Spot Color, Gradients & the color White 101 for Corel Users and Screen Printers

Spot Color, Gradients & the color White 101 for Corel Users and Screen Printers

(OP)
I use Corel version 12 and sometimes 14 (hate this version) for screen printing art. Spot color transparencies and fountain fills are tricky so I wanted to write a quick how-too and some tricks I have learned because I was trying to solve an issue I was having and it took me a couple hours to figure out my problem.

In this article I am assuming the reader knows the difference between CMYK 4 color-process printing and Spot color printing and also knows how to print a color separation.

In some industries we need to use spot color for color separations when printing. Spot color can be achieved two ways.
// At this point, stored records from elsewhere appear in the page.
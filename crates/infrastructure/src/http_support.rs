use motionwatch_core::{AppError, AppResult};

/// Turns transport failures and non-2xx answers into [`AppError::Upstream`].
pub(crate) async fn send_checked(
    request: reqwest::RequestBuilder,
    operation: &str,
) -> AppResult<reqwest::Response> {
    let response = request
        .send()
        .await
        .map_err(|error| AppError::Upstream(format!("{operation} transport error: {error}")))?;

    let status = response.status();
    if status.is_success() {
        return Ok(response);
    }

    let body = response
        .text()
        .await
        .unwrap_or_else(|_| "<response body unavailable>".to_owned());
    Err(AppError::Upstream(format!(
        "{operation} failed with status {status}: {body}"
    )))
}
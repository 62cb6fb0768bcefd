use std::time::Duration;

use async_trait::async_trait;
use motionwatch_application::SmsSender;
use motionwatch_core::{AppError, AppResult};

use crate::http_support::send_checked;

const SEND_TIMEOUT: Duration = Duration::from_secs(10);

/// Text messages through the CallMeBot gateway.
pub struct CallMeBotSmsSender {
    http_client: reqwest::Client,
    api_url: String,
    phone: String,
    api_key: String,
}

impl CallMeBotSmsSender {
    /// Creates a sender for one recipient.
    #[must_use]
    pub fn new(
        http_client: reqwest::Client,
        api_url: impl Into<String>,
        phone: impl Into<String>,
        api_key: impl Into<String>,
    ) -> Self {
        Self {
            http_client,
            api_url: api_url.into(),
            phone: phone.into(),
            api_key: api_key.into(),
        }
    }

    fn message_url(&self, message: &str) -> AppResult<url::Url> {
        url::Url::parse_with_params(
            &self.api_url,
            &[
                ("phone", self.phone.as_str()),
                ("text", message),
                ("apikey", self.api_key.as_str()),
            ],
        )
        .map_err(|error| AppError::Internal(format!("invalid sms gateway url: {error}")))
    }
}

#[async_trait]
impl SmsSender for CallMeBotSmsSender {
    async fn send_sms(&self, message: &str) -> AppResult<()> {
        let request = self
            .http_client
            .get(self.message_url(message)?)
            .timeout(SEND_TIMEOUT);

        send_checked(request, "sms gateway").await?;
        Ok(())
    }
}
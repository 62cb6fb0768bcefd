use std::collections::HashMap;
use std::sync::Arc;
use std::time::Duration;

use async_trait::async_trait;
use tokio::sync::{Mutex, Notify};

use motionwatch_core::{AppError, AppResult, LocationKey};
use motionwatch_domain::{DetectionEvent, DetectionResult, ImageCredentials, SkipReason};

use crate::testing::ManualClock;
use crate::{
    AdmissionController, BackupStore, CooldownLimiter, HomeAutomation, ImageAnalyzer,
    ImageFetcher, NotificationGate, SmsSender,
};

use super::{DetectionOutcome, DetectionService, HomeAutomationSettings};

#[derive(Default)]
struct FakeImageFetcher {
    fail: bool,
    requests: Mutex<Vec<(String, Option<String>)>>,
}

#[async_trait]
impl ImageFetcher for FakeImageFetcher {
    async fn fetch_image(
        &self,
        url: &str,
        credentials: Option<&ImageCredentials>,
    ) -> AppResult<Vec<u8>> {
        self.requests.lock().await.push((
            url.to_owned(),
            credentials.map(|credentials| credentials.username().to_owned()),
        ));
        if self.fail {
            return Err(AppError::Upstream("camera unreachable".to_owned()));
        }

        Ok(vec![0xFF, 0xD8, 0xFF])
    }
}

struct FakeImageAnalyzer {
    answer: AppResult<String>,
    started: Notify,
    gate: Option<Notify>,
}

impl FakeImageAnalyzer {
    fn answering(text: &str) -> Self {
        Self {
            answer: Ok(text.to_owned()),
            started: Notify::new(),
            gate: None,
        }
    }

    fn failing() -> Self {
        Self {
            answer: Err(AppError::Upstream("model overloaded".to_owned())),
            started: Notify::new(),
            gate: None,
        }
    }

    fn blocking(text: &str) -> Self {
        Self {
            gate: Some(Notify::new()),
            ..Self::answering(text)
        }
    }
}

#[async_trait]
impl ImageAnalyzer for FakeImageAnalyzer {
    async fn analyze_image(
        &self,
        _image: &[u8],
        _location: &LocationKey,
    ) -> AppResult<DetectionResult> {
        self.started.notify_one();
        if let Some(gate) = &self.gate {
            gate.notified().await;
        }

        match &self.answer {
            Ok(text) => Ok(DetectionResult::new(text)),
            Err(error) => Err(AppError::Upstream(error.to_string())),
        }
    }
}

#[derive(Default)]
struct FakeHomeAutomation {
    states: HashMap<String, bool>,
    fail_reads: bool,
    fail_announce: bool,
    announcements: Mutex<Vec<(String, Vec<String>)>>,
    counters: Mutex<Vec<String>>,
    texts: Mutex<Vec<(String, String)>>,
}

#[async_trait]
impl HomeAutomation for FakeHomeAutomation {
    async fn is_entity_on(&self, entity_id: &str) -> AppResult<bool> {
        if self.fail_reads {
            return Err(AppError::Upstream("hub offline".to_owned()));
        }

        Ok(self.states.get(entity_id).copied().unwrap_or(false))
    }

    async fn announce(&self, message: &str, targets: &[String]) -> AppResult<()> {
        if self.fail_announce {
            return Err(AppError::Upstream("satellite offline".to_owned()));
        }

        self.announcements
            .lock()
            .await
            .push((message.to_owned(), targets.to_vec()));
        Ok(())
    }

    async fn increment_counter(&self, entity_id: &str) -> AppResult<()> {
        self.counters.lock().await.push(entity_id.to_owned());
        Ok(())
    }

    async fn set_input_text(&self, entity_id: &str, value: &str) -> AppResult<()> {
        self.texts
            .lock()
            .await
            .push((entity_id.to_owned(), value.to_owned()));
        Ok(())
    }
}

#[derive(Default)]
struct FakeSmsSender {
    fail: bool,
    messages: Mutex<Vec<String>>,
}

#[async_trait]
impl SmsSender for FakeSmsSender {
    async fn send_sms(&self, message: &str) -> AppResult<()> {
        if self.fail {
            return Err(AppError::Upstream("gateway rejected message".to_owned()));
        }

        self.messages.lock().await.push(message.to_owned());
        Ok(())
    }
}

#[derive(Default)]
struct FakeBackupStore {
    fail: bool,
}

#[async_trait]
impl BackupStore for FakeBackupStore {
    async fn upload_image(
        &self,
        _image: &[u8],
        location: &LocationKey,
        _description: &DetectionResult,
    ) -> AppResult<String> {
        if self.fail {
            return Err(AppError::Upstream("bucket not writable".to_owned()));
        }

        Ok(format!("https://storage.example/{location}.jpg"))
    }
}

fn settings() -> HomeAutomationSettings {
    HomeAutomationSettings {
        announce_targets: vec!["assist_satellite.kitchen".to_owned()],
        voice_enabled_entity: Some("input_boolean.announce".to_owned()),
        home_occupied_entity: Some("binary_sensor.home".to_owned()),
        detection_counter_entity: Some("counter.detections".to_owned()),
        last_detection_entity: Some("input_text.last_detection".to_owned()),
    }
}

fn home(voice_enabled: bool, occupied: bool) -> FakeHomeAutomation {
    FakeHomeAutomation {
        states: HashMap::from([
            ("input_boolean.announce".to_owned(), voice_enabled),
            ("binary_sensor.home".to_owned(), occupied),
        ]),
        ..FakeHomeAutomation::default()
    }
}

fn event(location: &str, ignore_cooldown: bool) -> DetectionEvent {
    let built = DetectionEvent::new(
        LocationKey::new(location),
        "http://camera.local/image.jpg",
        ImageCredentials::from_parts(Some("viewer"), Some("secret")),
        ignore_cooldown,
    );
    assert!(built.is_ok());
    built.unwrap_or_else(|_| unreachable!())
}

fn build_service(
    clock: &ManualClock,
    gate: NotificationGate,
    fetcher: Arc<FakeImageFetcher>,
    analyzer: Arc<FakeImageAnalyzer>,
) -> DetectionService {
    DetectionService::new(
        Arc::new(AdmissionController::new(
            Duration::from_secs(30),
            clock.shared(),
        )),
        Arc::new(gate),
        fetcher,
        analyzer,
    )
}

#[tokio::test]
async fn detection_announces_and_texts_when_nobody_is_home() {
    let clock = ManualClock::new();
    let fetcher = Arc::new(FakeImageFetcher::default());
    let home_automation = Arc::new(home(true, false));
    let sms = Arc::new(FakeSmsSender::default());
    let service = build_service(
        &clock,
        NotificationGate::new(true),
        fetcher.clone(),
        Arc::new(FakeImageAnalyzer::answering("A person is at the door")),
    )
    .with_home_automation(home_automation.clone(), settings())
    .with_sms_sender(sms.clone())
    .with_backup_store(Arc::new(FakeBackupStore::default()));

    let report = service
        .handle_detection_event(event("front_door", false))
        .await;
    assert!(report.is_ok());
    let report = report.unwrap_or_else(|_| unreachable!());

    assert_eq!(report.result_text(), "A person is at the door");
    assert_eq!(report.location.as_str(), "front_door");
    match &report.outcome {
        DetectionOutcome::Analyzed {
            decision,
            backup_url,
            ..
        } => {
            assert!(decision.send_voice && decision.send_sms);
            assert_eq!(
                backup_url.as_deref(),
                Some("https://storage.example/front_door.jpg")
            );
        }
        DetectionOutcome::Skipped(reason) => panic!("unexpected skip: {reason:?}"),
    }

    assert_eq!(
        fetcher.requests.lock().await.as_slice(),
        &[(
            "http://camera.local/image.jpg".to_owned(),
            Some("viewer".to_owned())
        )]
    );
    assert_eq!(
        home_automation.announcements.lock().await.as_slice(),
        &[(
            "front_door: A person is at the door".to_owned(),
            vec!["assist_satellite.kitchen".to_owned()]
        )]
    );
    assert_eq!(
        sms.messages.lock().await.as_slice(),
        &["front_door: A person is at the door https://storage.example/front_door.jpg".to_owned()]
    );
    assert_eq!(
        home_automation.counters.lock().await.as_slice(),
        &["counter.detections".to_owned()]
    );
    assert_eq!(home_automation.texts.lock().await.len(), 1);
    assert_eq!(service.admission().in_flight_count(), 0);
}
1. Using CMYK (my least favorite way, but sometimes it will get you out of a bind you cannot figure out) - Your object must be filled with only one of the colors - for instance a square shape filled with ONLY CMYK Yellow will print on a different separation than a circle shape filled with ONLY Cyan.
2. Using Pantone (PMS) colors. Every Pantone color you use in your design will print on a separate color separation. I use the color palette Pantone Solid-coated and have used it to customize my own little pallet of colors I use frequently.

Now for achieving "Gradients" (a photoshop term for fading colors)

There are two types of Gradients: (People tend to confuse these and try to use a transparency value to achieve a paler shade of their original fill color. No No!)

1. Color fading out to nothing Your objective is to fade your object so that one end of it fades out into nothing. In this method you fill your object with a FOUNTAIN fill of 100% of your color... lets say Pantone Yellow C. On the Fountain fill screen click on the "Advanced" button. Choose the 2-Color fill (not the custom fill)... Color 1 being 100% Yellow C. Color 2 fill with 0% Yellow C. Adjust Angle and Edge to your liking. (This is a TRANSPARENCY... commonly used for web images and not really intended for screen printers but it works.. however it does not show up on your screen well. You may not see the fade-out until you actually print your separations as Corel sucks that way.)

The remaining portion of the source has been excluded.